At the same time, this piece furthers a foundational premise of white feminism that unseen labor by women, even women who are your colleagues, friends, or peers is essential for you—the female-identified reader—to achieve financial autonomy and professional recognition, which are paramount tenets of white feminist success.  Utilizing female labor in this way is not only consistent with patriarchy and capitalism, but also neoliberalism, in which the importance of optimizing the self and personal resources eclipses structural responsibility. Marçal observes:

There are no workers in neoliberal history. There are only people who invest in their human capital. Entrepreneurs whose own lives are their business projects who bear full, sole responsibility for their outcome…Neoliberalism resolves conflicts between work and capital by simply turning a person into capital—and her life into a series of investments she makes in her market value…It’s a viewpoint that has made us all equal.Marçal. Who Cooked Adam Smith’s Dinner? 146.

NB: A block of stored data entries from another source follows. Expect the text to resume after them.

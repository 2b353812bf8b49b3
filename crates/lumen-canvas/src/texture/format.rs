/// Pixel layout of a decoded image, as reported by the rasterizer.
#[derive(Debug, Copy, Clone, Eq, PartialEq, Hash)]
pub enum PixelFormat {
    L8,
    La8,
    Rgb8,
    Rgba8,
    L16,
    La16,
    Rgb16,
    Rgba16,
    Rgb32F,
    Rgba32F,
    /// Anything the backend could decode but has no tag for.
    Other,
}

impl PixelFormat {
    #[inline]
    pub fn has_alpha(self) -> bool {
        matches!(
            self,
            PixelFormat::La8 | PixelFormat::Rgba8 | PixelFormat::La16 | PixelFormat::Rgba16 | PixelFormat::Rgba32F
        )
    }
}
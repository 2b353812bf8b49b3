//! Paint model shared between the scene and rasterizers.
//!
//! Scope:
//! - color representation (premultiplied alpha, encoded sRGB channels)
//! - per-node raster state (blend mode, scale mode)
//! - blit mirroring
//!
//! Geometry types remain in `coords`.

mod color;
mod mode;

pub use color::Color;
pub use mode::{BlendMode, Flip, ScaleMode};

Without “workers,” there is no need for workers’ rights or employee protections or other hard and fast regulations, and therefore recognition, of that labor. If everyone, women and other marginalized genders included, are individualized agents or “entrepreneurs” of their own economical futures, then there are no structural obstructions—only singular strategies and advancement for solitary success, or personal failures.

The Individual Woman as Feminist

This narrative of an individualized ascension within a feminist context or landscape is further evidenced in mainstream celebrity profiles where issues of social justice, activist tendencies, and political ideologies are captured as highly specified singular radicalism rather than as part of a broader movement. More tellingly, engagement with gender politics or activism is centered on individual resolutions, but not structural changes. In “The Life and Death of Mandy Moore” on Bustle.com, the singer is captured framing gendered societal conditioning within personal and individualized responsibility and awareness:

“We do ourselves such a disservice. And I think, not to make a generalization, but I think it often afflicts women more than men, where we make ourselves feel so small to make other people comfortable. I think I did that for so long because I was scared of ruffling feathers. I just didn’t want to cause trouble. I felt like somebody else was more important. Somebody else’s choices or time, or whatever, should come before me.”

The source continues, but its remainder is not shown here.